I’m not a licensed OT yet. It’s really cool to be a student again in my late 20s. All of the things I didn’t get to do as an undergrad I got to do. I wasn’t able to enjoy what the university had to offer me until I was an adult. 

At Tufts, I was in a fellowship through the office of the Dean, focused on diversity and inclusion and uniting the grad school as a community. I completed a needs assessment, looking at, “How do we unite people and get them what they want?” along with community dialogues about art pieces. I also ran a mentorship workshop. It was a multi-branched approach of how you can connect on all levels.

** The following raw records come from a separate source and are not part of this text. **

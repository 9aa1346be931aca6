//! A library for parsing QCOW2 disk image headers and header extensions.
//!
//! QCOW2 is the copy-on-write disk image format used by QEMU. This crate
//! decodes the fixed header (versions 2 and 3) and the header extension
//! records that follow it into plain owned values. Cluster data, refcount
//! structures and snapshot tables stay untouched; only the metadata at the
//! front of the image gets read.
//!
//! # Features
//!
//! - Parse version 2 and version 3 headers into typed fields
//! - Walk the header extension area and collect records with owned payloads
//! - Decode feature bitmasks and the declared encryption method
//!
//! # Example
//!
//! ```no_run
//! use qcow2_meta::Qcow2Meta;
//!
//! // Read the front of an image from any byte source
//! let bytes = std::fs::read("disk.qcow2").unwrap();
//! let image = Qcow2Meta::read(&bytes).unwrap();
//!
//! // Access header information
//! println!("Version: {}", image.header().version());
//! println!("Virtual size: {} bytes", image.header().virtual_size());
//!
//! // Iterate over extension records
//! for record in image.extensions() {
//!     println!("Extension 0x{:08X}: {} bytes", record.type_id(), record.size());
//! }
//! ```
//!
//! # References
//!
//! - [QEMU qcow2 image format](https://gitlab.com/qemu-project/qemu/-/blob/master/docs/interop/qcow2.txt)

use self::extension::ExtensionRecord;
use self::header::Header;
use snafu::{ResultExt, Snafu};

use open_error::*;

pub mod extension;
pub mod header;

/// A parsed qcow2 image header together with its extension records.
///
/// Everything in here is an owned copy; the struct stays valid after the
/// buffer it was read from is gone.
///
/// Reference: <https://gitlab.com/qemu-project/qemu/-/blob/master/docs/interop/qcow2.txt>
#[derive(Debug, Clone, PartialEq, Eq)]
#[must_use]
pub struct Qcow2Meta {
    header: Header,
    extensions: Vec<ExtensionRecord>,
}

impl Qcow2Meta {
    /// Reads the header and walks the extension area of a raw image.
    ///
    /// `raw` must start at byte 0 of the image and should cover at least the
    /// first cluster. The walk never reaches past the end of the slice.
    ///
    /// # Example
    ///
    /// ```no_run
    /// use qcow2_meta::Qcow2Meta;
    ///
    /// # fn main() -> Result<(), Box<dyn std::error::Error>> {
    /// let bytes = std::fs::read("disk.qcow2")?;
    /// let image = Qcow2Meta::read(&bytes)?;
    /// println!("Cluster bits: {}", image.header().cluster_bits());
    /// println!("Extensions: {}", image.extension_count());
    /// # Ok(())
    /// # }
    /// ```
    pub fn read(raw: &[u8]) -> Result<Self, OpenError> {
        let header = Header::read(raw).context(ReadHeaderFailedSnafu)?;

        let start = header.header_length() as usize;
        snafu::ensure!(
            raw.len() >= start,
            TooSmallSnafu {
                header_length: header.header_length(),
            }
        );

        // Old images put the backing file name directly after the header,
        // leaving no room for records. Nothing to walk in that case.
        let end = extension_area_end(&header, raw.len());
        let extensions = if start < end {
            extension::walk_extensions(&raw[start..end]).context(InvalidExtensionAreaSnafu)?
        } else {
            Vec::new()
        };

        Ok(Self { header, extensions })
    }

    /// Returns the decoded header.
    pub const fn header(&self) -> &Header {
        &self.header
    }

    /// Returns the decoded extension records in on-disk order.
    #[must_use]
    pub fn extensions(&self) -> &[ExtensionRecord] {
        &self.extensions
    }

    /// Returns the number of extension records.
    #[must_use]
    pub fn extension_count(&self) -> usize {
        self.extensions.len()
    }
}

/// Upper bound of the extension area within `raw`.
///
/// The area runs up to the backing file name when one is present, otherwise
/// to the end of the first cluster, and never past the available bytes.
fn extension_area_end(header: &Header, available: usize) -> usize {
    let bound = if header.backing_file_offset() != 0 {
        header.backing_file_offset()
    } else {
        header.cluster_size().unwrap_or(available as u64)
    };

    bound.min(available as u64) as usize
}

#[derive(Debug, Snafu)]
#[snafu(module)]
#[non_exhaustive]
pub enum OpenError {
    #[snafu(display("invalid qcow2 header"))]
    ReadHeaderFailed { source: header::ReadError },

    #[snafu(display("image is smaller than its declared header length of {header_length} bytes"))]
    TooSmall { header_length: u32 },

    #[snafu(display("invalid header extension area"))]
    InvalidExtensionArea { source: extension::WalkError },
}

#[cfg(test)]
mod tests {
    use super::*;
    use crate::extension::{ExtensionType, WalkError};
    use crate::header::{HeaderRaw, QCOW2_MAGIC, ReadError, V3FieldsRaw};
    use zerocopy::IntoBytes;
    use zerocopy::byteorder::big_endian::{U32, U64};

    fn v2_image(cluster_bits: u32) -> Vec<u8> {
        let raw = HeaderRaw {
            magic: U32::new(QCOW2_MAGIC),
            version: U32::new(2),
            backing_file_offset: U64::new(0),
            backing_file_size: U32::new(0),
            cluster_bits: U32::new(cluster_bits),
            size: U64::new(1 << 20),
            crypt_method: U32::new(0),
            l1_size: U32::new(1),
            l1_table_offset: U64::new(0x400),
            refcount_table_offset: U64::new(0x200),
            refcount_table_clusters: U32::new(1),
            nb_snapshots: U32::new(0),
            snapshots_offset: U64::new(0),
        };

        let mut image = raw.as_bytes().to_vec();
        image.resize(1 << cluster_bits, 0);
        image
    }

    fn v3_image(cluster_bits: u32) -> Vec<u8> {
        let mut image = v2_image(cluster_bits);
        image[7] = 3;

        let extra = V3FieldsRaw {
            incompatible_features: U64::new(0),
            compatible_features: U64::new(0),
            autoclear_features: U64::new(0),
            refcount_order: U32::new(4),
            header_length: U32::new(104),
        };
        image[72..104].copy_from_slice(extra.as_bytes());
        image
    }

    fn put_record(image: &mut [u8], offset: usize, type_id: u32, payload: &[u8]) {
        image[offset..offset + 4].copy_from_slice(&type_id.to_be_bytes());
        image[offset + 4..offset + 8].copy_from_slice(&(payload.len() as u32).to_be_bytes());
        image[offset + 8..offset + 8 + payload.len()].copy_from_slice(payload);
    }

    #[test]
    fn v2_image_with_zeroed_area_has_no_extensions() {
        let image = v2_image(9);

        let meta = Qcow2Meta::read(&image).unwrap();
        assert_eq!(meta.header().version(), 2);
        assert_eq!(meta.extension_count(), 0);
        assert!(meta.extensions().is_empty());
    }

    #[test]
    fn v2_image_can_carry_extensions() {
        let mut image = v2_image(9);
        put_record(&mut image, 72, 0xE279_2ACA, b"raw");

        let meta = Qcow2Meta::read(&image).unwrap();
        assert_eq!(meta.extension_count(), 1);
        assert_eq!(
            meta.extensions()[0].extension_type(),
            ExtensionType::BackingFileFormat
        );
        assert_eq!(meta.extensions()[0].data(), b"raw");
    }

    #[test]
    fn v3_image_extensions_start_at_header_length() {
        let mut image = v3_image(9);
        put_record(&mut image, 104, 0x6803_F857, &[0u8; 16]);

        let meta = Qcow2Meta::read(&image).unwrap();
        assert_eq!(meta.extension_count(), 1);
        assert_eq!(
            meta.extensions()[0].extension_type(),
            ExtensionType::FeatureNameTable
        );
    }

    #[test]
    fn backing_file_name_bounds_the_area() {
        // The backing file name sits right after the header, so the area
        // between them is empty and never walked.
        let mut image = v2_image(9);
        image[8..16].copy_from_slice(&72u64.to_be_bytes());
        image[16..20].copy_from_slice(&8u32.to_be_bytes());
        image[72..80].copy_from_slice(b"base.raw");

        let meta = Qcow2Meta::read(&image).unwrap();
        assert!(meta.header().has_backing_file());
        assert_eq!(meta.extension_count(), 0);
    }

    #[test]
    fn area_stops_short_of_the_backing_file_name() {
        let mut image = v2_image(9);
        put_record(&mut image, 72, 0xE279_2ACA, b"raw");
        // Terminator at 88, name at 96. Walking past the name would see
        // garbage instead of a record header.
        image[96..100].copy_from_slice(b"base");
        image[8..16].copy_from_slice(&96u64.to_be_bytes());
        image[16..20].copy_from_slice(&4u32.to_be_bytes());

        let meta = Qcow2Meta::read(&image).unwrap();
        assert_eq!(meta.extension_count(), 1);
    }

    #[test]
    fn oversized_cluster_bits_walks_the_available_buffer() {
        // A cluster size that does not fit in u64 degrades the area bound
        // to the end of the buffer.
        let mut image = v3_image(9);
        image[20..24].copy_from_slice(&64u32.to_be_bytes());
        put_record(&mut image, 104, 0xE279_2ACA, b"qcow2");

        let meta = Qcow2Meta::read(&image).unwrap();
        assert_eq!(meta.header().cluster_size(), None);
        assert_eq!(meta.extension_count(), 1);
        assert_eq!(meta.extensions()[0].data(), b"qcow2");
    }

    #[test]
    fn header_only_buffer_has_no_extensions() {
        let image = v3_image(9);

        let meta = Qcow2Meta::read(&image[..104]).unwrap();
        assert_eq!(meta.extension_count(), 0);
    }

    #[test]
    fn header_errors_pass_through() {
        let err = Qcow2Meta::read(&[0u8; 16]).unwrap_err();
        assert!(matches!(
            err,
            OpenError::ReadHeaderFailed {
                source: ReadError::TooSmall
            }
        ));
    }

    #[test]
    fn declared_header_length_beyond_the_buffer_is_too_small() {
        let mut image = v3_image(9);
        image[100..104].copy_from_slice(&4096u32.to_be_bytes());

        let err = Qcow2Meta::read(&image[..104]).unwrap_err();
        assert!(matches!(
            err,
            OpenError::TooSmall {
                header_length: 4096
            }
        ));
    }

    #[test]
    fn walk_errors_pass_through() {
        let mut image = v3_image(9);
        // A record that declares more payload than the first cluster holds.
        put_record(&mut image, 104, 0x2385_2875, &[]);
        image[108..112].copy_from_slice(&0xFFFF_u32.to_be_bytes());

        let err = Qcow2Meta::read(&image).unwrap_err();
        assert!(matches!(
            err,
            OpenError::InvalidExtensionArea {
                source: WalkError::TruncatedExtension { .. }
            }
        ));
    }

    #[test]
    fn unterminated_area_is_an_error() {
        let mut image = v3_image(9);
        for offset in (104..512).step_by(8) {
            put_record(&mut image, offset, 0x0BAD_F00D, &[]);
        }

        let err = Qcow2Meta::read(&image).unwrap_err();
        assert!(matches!(
            err,
            OpenError::InvalidExtensionArea {
                source: WalkError::MissingTerminator
            }
        ));
    }
}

Nadia: Is there a specific focus within OT or populations you’d like to work with? 
Anaïs: I’m still on the exploration side. There are so many things an OT can do. I like looking at things as a system. A community and group of people can be a lot of different things. I like asking, what can help people flourish? I imagine doing a lot of group work and community work, but I’m not done training, so I’ll see.

Nadia: How long have you been a member of NSGP?
Anaïs: For two years. I joined in the summer of 2019. Mary (Barnes) introduced me. I went to the conference and went to a really cool workshop with Sasha (Watkins) about using your identity as a leader. That really spoke to me and I’ve been interested in the organization ever since.

Nadia: When did you join the Diversity, Equity, & Inclusion Committee?
Anaïs: After meeting Mary and then Sasha, they started the committee and I guess I’m one of the founding members. I’ve just learned so much from Mary and Sasha.

Nadia: What was your experience moderating the DEI Committee’s Weekly Check-Ins last year?
Anaïs: I didn’t feel like I was enough. I’m not licensed, I’m not actually a professional, so the lack of experience was nerve-racking. I’ve been handwriting journaling since I was seven years old. I literally have data and records from decades of my life. And so I realized this is something I do: I use the written word to express a narrative. Once you put your words out there, it’s very hard to take them back. It helped give me the practice of putting writing out there, even if it isn’t perfect.

The check-ins are about finding ways to connect outside of what we have in common, not making it all about me and my perspective. So I was always conscious of not trying to create a narrative that was not my own.

Nadia: What’s the first concert you ever attended?
Anaïs: When I was young, we went to Saratoga, New York for the jazz festival. We’d set up blankets and stay for the whole weekend. But in terms of my first concert, it would be India Arie.

Nadia: What’s the last book you read?

Anaïs: My Grandmother’s Hands by Resmaa Menakem. I read it in a book club with my family: my grandmother, aunt, mom and I. So it was intergenerational, it was all adult women who identify as Black, and it was a “group,” so I could put on some of my professionally-oriented skills to get members on task. I knew this was a book about ancestral trauma and I figured the best community to read this with was my family, my direct lineage. Also, my grandma learned to Zoom, which is an amazing gift.

Nadia: You’ve shared that you love to travel. What is it about traveling that excites you?
Anaïs: Traveling is such a cool thing for me -- actually interacting with individuals I never would’ve interacted with. Japan and Jamaica are places that when I got there, I thought, “I need more time here.” They’re really interesting places. I love plugging into the vibe and the essence of a place. The context is completely new. The last place I got to go before the pandemic was Paris with two friends. The Metro was on strike and we had to walk everywhere, so we got to literally be a part of that world.

Nadia: If you had a magic wand and could make NSGP whatever you wanted it to be, what would that look like?
Anaïs: I would definitely love for it to just have more variety -- a variety of voices, a variety of experiences. We could be amplifying voices and communities.